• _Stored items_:
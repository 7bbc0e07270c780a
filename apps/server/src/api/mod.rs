//! API layer - routes, handlers, and middleware

pub mod extractors;
pub mod handlers;
pub mod middleware;
pub mod routes;

use crate::state::AppState;
use axum::{
    extract::DefaultBodyLimit,
    response::{IntoResponse, Json},
    routing::get,
    Router,
};
use serde_json::json;

/// Create the main application router
pub fn create_router(state: AppState) -> Router {
    let max_body_size = state.config.server.max_request_body_size;
    let cors_origins = state.config.server.cors_origins.clone();

    Router::new()
        .route("/health", get(health_check))
        .merge(routes::search::search_routes())
        .with_state(state)
        // Applied in reverse order
        .layer(axum::middleware::from_fn(middleware::request_id_middleware))
        .layer(middleware::cors(&cors_origins))
        .layer(middleware::trace())
        .layer(DefaultBodyLimit::max(max_body_size))
}

async fn health_check() -> impl IntoResponse {
    Json(json!({
        "status": "ok",
        "service": "kumquat",
        "version": env!("CARGO_PKG_VERSION"),
    }))
}
//! Elasticsearch HTTP client

use crate::error::{Error, Result};
use crate::gateway::SearchIndex;
use crate::models::{parse_suggestions, suggest_request, IndexSummary};
use async_trait::async_trait;
use reqwest::{Client, Response, StatusCode};
use serde_json::{json, Value as JsonValue};
use std::time::Duration;

const DEFAULT_TIMEOUT: Duration = Duration::from_secs(30);

/// Client for an Elasticsearch node.
///
/// Cheap to clone; clones share one connection pool, which is what makes a
/// single client safe to hand to many concurrently running finders.
#[derive(Clone, Debug)]
pub struct ElasticsearchClient {
    client: Client,
    endpoint: String,
}

impl ElasticsearchClient {
    /// Create a client for `endpoint` with the default receive timeout.
    pub fn new(endpoint: impl Into<String>) -> Result<Self> {
        Self::with_timeout(endpoint, DEFAULT_TIMEOUT)
    }

    /// Create a client with an explicit receive timeout.
    ///
    /// An expired timeout surfaces as [`Error::Http`].
    pub fn with_timeout(endpoint: impl Into<String>, timeout: Duration) -> Result<Self> {
        let client = Client::builder().timeout(timeout).build()?;
        Ok(Self {
            client,
            endpoint: endpoint.into().trim_end_matches('/').to_string(),
        })
    }

    pub fn endpoint(&self) -> &str {
        &self.endpoint
    }

    fn url(&self, path: &str) -> String {
        format!("{}/{}", self.endpoint, path.trim_start_matches('/'))
    }

    /// URL of an index-scoped endpoint. `index` may list several indexes
    /// separated by commas; each name is percent-encoded on its own.
    fn index_url(&self, index: &str, endpoint: Option<&str>) -> String {
        let names = index
            .split(',')
            .map(|name| urlencoding::encode(name.trim()).into_owned())
            .collect::<Vec<_>>()
            .join(",");
        match endpoint {
            Some(endpoint) => self.url(&format!("{}/{}", names, endpoint)),
            None => self.url(&names),
        }
    }

    /// POST a query document to `{index}/_search`.
    pub async fn query(&self, index: &str, query: &JsonValue) -> Result<JsonValue> {
        let url = self.index_url(index, Some("_search"));
        tracing::debug!(index = %index, "Executing search query");

        let response = self.client.post(&url).json(query).send().await?;
        let body = read_checked(response).await?;

        if body.get("error").is_some() {
            let err = Error::from_body(None, &body);
            tracing::warn!(index = %index, error = %err, "Index reported an error");
            return Err(err);
        }
        Ok(body)
    }

    /// Create an index with the given settings/mappings document.
    pub async fn create_index(&self, name: &str, schema: &JsonValue) -> Result<()> {
        tracing::info!(index = %name, "Creating index");
        let response = self.client.put(self.index_url(name, None)).json(schema).send().await?;
        read_checked(response).await?;
        tracing::info!(index = %name, "Created index");
        Ok(())
    }

    /// Raise the maximum result window of an existing index.
    pub async fn set_max_result_window(&self, name: &str, window: usize) -> Result<()> {
        let settings = json!({ "index": { "max_result_window": window } });
        let response = self
            .client
            .put(self.index_url(name, Some("_settings")))
            .json(&settings)
            .send()
            .await?;
        read_checked(response).await?;
        tracing::info!(index = %name, window, "Updated max result window");
        Ok(())
    }

    /// Delete an index. A missing index is an `Error::Index` with status 404.
    pub async fn delete_index(&self, name: &str) -> Result<()> {
        tracing::info!(index = %name, "Deleting index");
        let response = self.client.delete(self.index_url(name, None)).send().await?;
        read_checked(response).await?;
        tracing::info!(index = %name, "Deleted index");
        Ok(())
    }

    pub async fn index_exists(&self, name: &str) -> Result<bool> {
        let response = self.client.head(self.index_url(name, None)).send().await?;
        Ok(response.status().is_success())
    }

    /// Summary of all indexes on the node.
    pub async fn indexes(&self) -> Result<Vec<IndexSummary>> {
        let response = self
            .client
            .get(self.url("_cat/indices?format=json"))
            .send()
            .await?;
        let body = read_checked(response).await?;
        Ok(serde_json::from_value(body)?)
    }

    /// Drop and recreate an index, tolerating its absence.
    pub async fn recreate_index(&self, name: &str, schema: &JsonValue) -> Result<()> {
        match self.delete_index(name).await {
            Ok(()) => {}
            Err(e) if e.status() == Some(StatusCode::NOT_FOUND.as_u16()) => {
                tracing::debug!(index = %name, "Index did not exist");
            }
            Err(e) => return Err(e),
        }
        self.create_index(name, schema).await
    }
}

/// Read a response body as JSON, turning non-2xx statuses into `Error::Index`.
async fn read_checked(response: Response) -> Result<JsonValue> {
    let status = response.status();
    let bytes = response.bytes().await?;

    if !status.is_success() {
        let body: JsonValue = serde_json::from_slice(&bytes).unwrap_or(JsonValue::Null);
        let err = Error::from_body(Some(status.as_u16()), &body);
        tracing::warn!(status = status.as_u16(), error = %err, "Index request failed");
        return Err(err);
    }

    if bytes.is_empty() {
        return Ok(JsonValue::Null);
    }
    Ok(serde_json::from_slice(&bytes)?)
}

#[async_trait]
impl SearchIndex for ElasticsearchClient {
    async fn search(&self, index: &str, query: &JsonValue) -> Result<JsonValue> {
        self.query(index, query).await
    }

    async fn suggest(&self, index: &str, field: &str, text: &str) -> Result<Vec<String>> {
        let body = self.query(index, &suggest_request(field, text)).await?;
        Ok(parse_suggestions(&body))
    }
}
//! Search API Routes

use crate::api::handlers::search;
use crate::state::AppState;
use axum::{routing::get, Router};

pub fn search_routes() -> Router<AppState> {
    Router::new()
        .route("/search", get(search::search_entities))
        .route("/items", get(search::search_items))
        .route("/collections", get(search::search_collections))
        .route("/collections/:id/items", get(search::search_collection_items))
}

• _EXERCISE BRIEF_: Your output should match the records above word for word.

• _SOLUTION TO THE EXERCISE_:
repository 7bbc0e07270c780a
filename apps/server/src/api/mod.rs
//! API layer - routes, handlers, and middleware

pub mod extractors;
pub mod handlers;
pub mod middleware;
pub mod routes;

use crate::state::AppState;
use axum::{
    extract::DefaultBodyLimit,
    response::{IntoResponse, Json},
    routing::get,
    Router,
};
use serde_json::json;

/// Create the main application router
pub fn create_router(state: AppState) -> Router {
    let max_body_size = state.config.server.max_request_body_size;
    let cors_origins = state.config.server.cors_origins.clone();

    Router::new()
        .route("/health", get(health_check))
        .merge(routes::search::search_routes())
        .with_state(state)
        // Applied in reverse order
        .layer(axum::middleware::from_fn(middleware::request_id_middleware))
        .layer(middleware::cors(&cors_origins))
        .layer(middleware::trace())
        .layer(DefaultBodyLimit::max(max_body_size))
}

async fn health_check() -> impl IntoResponse {
    Json(json!({
        "status": "ok",
        "service": "kumquat",
        "version": env!("CARGO_PKG_VERSION"),
    }))
}
//! Elasticsearch HTTP client

use crate::error::{Error, Result};
use crate::gateway::SearchIndex;
use crate::models::{parse_suggestions, suggest_request, IndexSummary};
use async_trait::async_trait;
use reqwest::{Client, Response, StatusCode};
use serde_json::{json, Value as JsonValue};
use std::time::Duration;

const DEFAULT_TIMEOUT: Duration = Duration::from_secs(30);

/// Client for an Elasticsearch node.
///
/// Cheap to clone; clones share one connection pool, which is what makes a
/// single client safe to hand to many concurrently running finders.
#[derive(Clone, Debug)]
pub struct ElasticsearchClient {
    client: Client,
    endpoint: String,
}

impl ElasticsearchClient {
    /// Create a client for `endpoint` with the default receive timeout.
    pub fn new(endpoint: impl Into<String>) -> Result<Self> {
        Self::with_timeout(endpoint, DEFAULT_TIMEOUT)
    }

    /// Create a client with an explicit receive timeout.
    ///
    /// An expired timeout surfaces as [`Error::Http`].
    pub fn with_timeout(endpoint: impl Into<String>, timeout: Duration) -> Result<Self> {
        let client = Client::builder().timeout(timeout).build()?;
        Ok(Self {
            client,
            endpoint: endpoint.into().trim_end_matches('/').to_string(),
        })
    }

    pub fn endpoint(&self) -> &str {
        &self.endpoint
    }

    fn url(&self, path: &str) -> String {
        format!("{}/{}", self.endpoint, path.trim_start_matches('/'))
    }

    /// URL of an index-scoped endpoint. `index` may list several indexes
    /// separated by commas; each name is percent-encoded on its own.
    fn index_url(&self, index: &str, endpoint: Option<&str>) -> String {
        let names = index
            .split(',')
            .map(|name| urlencoding::encode(name.trim()).into_owned())
            .collect::<Vec<_>>()
            .join(",");
        match endpoint {
            Some(endpoint) => self.url(&format!("{}/{}", names, endpoint)),
            None => self.url(&names),
        }
    }

    /// POST a query document to `{index}/_search`.
    pub async fn query(&self, index: &str, query: &JsonValue) -> Result<JsonValue> {
        let url = self.index_url(index, Some("_search"));
        tracing::debug!(index = %index, "Executing search query");

        let response = self.client.post(&url).json(query).send().await?;
        let body = read_checked(response).await?;

        if body.get("error").is_some() {
            let err = Error::from_body(None, &body);
            tracing::warn!(index = %index, error = %err, "Index reported an error");
            return Err(err);
        }
        Ok(body)
    }

    /// Create an index with the given settings/mappings document.
    pub async fn create_index(&self, name: &str, schema: &JsonValue) -> Result<()> {
        tracing::info!(index = %name, "Creating index");
        let response = self.client.put(self.index_url(name, None)).json(schema).send().await?;
        read_checked(response).await?;
        tracing::info!(index = %name, "Created index");
        Ok(())
    }

    /// Raise the maximum result window of an existing index.
    pub async fn set_max_result_window(&self, name: &str, window: usize) -> Result<()> {
        let settings = json!({ "index": { "max_result_window": window } });
        let response = self
            .client
            .put(self.index_url(name, Some("_settings")))
            .json(&settings)
            .send()
            .await?;
        read_checked(response).await?;
        tracing::info!(index = %name, window, "Updated max result window");
        Ok(())
    }

    /// Delete an index. A missing index is an `Error::Index` with status 404.
    pub async fn delete_index(&self, name: &str) -> Result<()> {
        tracing::info!(index = %name, "Deleting index");
        let response = self.client.delete(self.index_url(name, None)).send().await?;
        read_checked(response).await?;
        tracing::info!(index = %name, "Deleted index");
        Ok(())
    }

    pub async fn index_exists(&self, name: &str) -> Result<bool> {
        let response = self.client.head(self.index_url(name, None)).send().await?;
        Ok(response.status().is_success())
    }

    /// Summary of all indexes on the node.
    pub async fn indexes(&self) -> Result<Vec<IndexSummary>> {
        let response = self
            .client
            .get(self.url("_cat/indices?format=json"))
            .send()
            .await?;
        let body = read_checked(response).await?;
        Ok(serde_json::from_value(body)?)
    }

    /// Drop and recreate an index, tolerating its absence.
    pub async fn recreate_index(&self, name: &str, schema: &JsonValue) -> Result<()> {
        match self.delete_index(name).await {
            Ok(()) => {}
            Err(e) if e.status() == Some(StatusCode::NOT_FOUND.as_u16()) => {
                tracing::debug!(index = %name, "Index did not exist");
            }
            Err(e) => return Err(e),
        }
        self.create_index(name, schema).await
    }
}

/// Read a response body as JSON, turning non-2xx statuses into `Error::Index`.
async fn read_checked(response: Response) -> Result<JsonValue> {
    let status = response.status();
    let bytes = response.bytes().await?;

    if !status.is_success() {
        let body: JsonValue = serde_json::from_slice(&bytes).unwrap_or(JsonValue::Null);
        let err = Error::from_body(Some(status.as_u16()), &body);
        tracing::warn!(status = status.as_u16(), error = %err, "Index request failed");
        return Err(err);
    }

    if bytes.is_empty() {
        return Ok(JsonValue::Null);
    }
    Ok(serde_json::from_slice(&bytes)?)
}

#[async_trait]
impl SearchIndex for ElasticsearchClient {
    async fn search(&self, index: &str, query: &JsonValue) -> Result<JsonValue> {
        self.query(index, query).await
    }

    async fn suggest(&self, index: &str, field: &str, text: &str) -> Result<Vec<String>> {
        let body = self.query(index, &suggest_request(field, text)).await?;
        Ok(parse_suggestions(&body))
    }
}
//! Search API Routes

use crate::api::handlers::search;
use crate::state::AppState;
use axum::{routing::get, Router};

pub fn search_routes() -> Router<AppState> {
    Router::new()
        .route("/search", get(search::search_entities))
        .route("/items", get(search::search_items))
        .route("/collections", get(search::search_collections))
        .route("/collections/:id/items", get(search::search_collection_items))
}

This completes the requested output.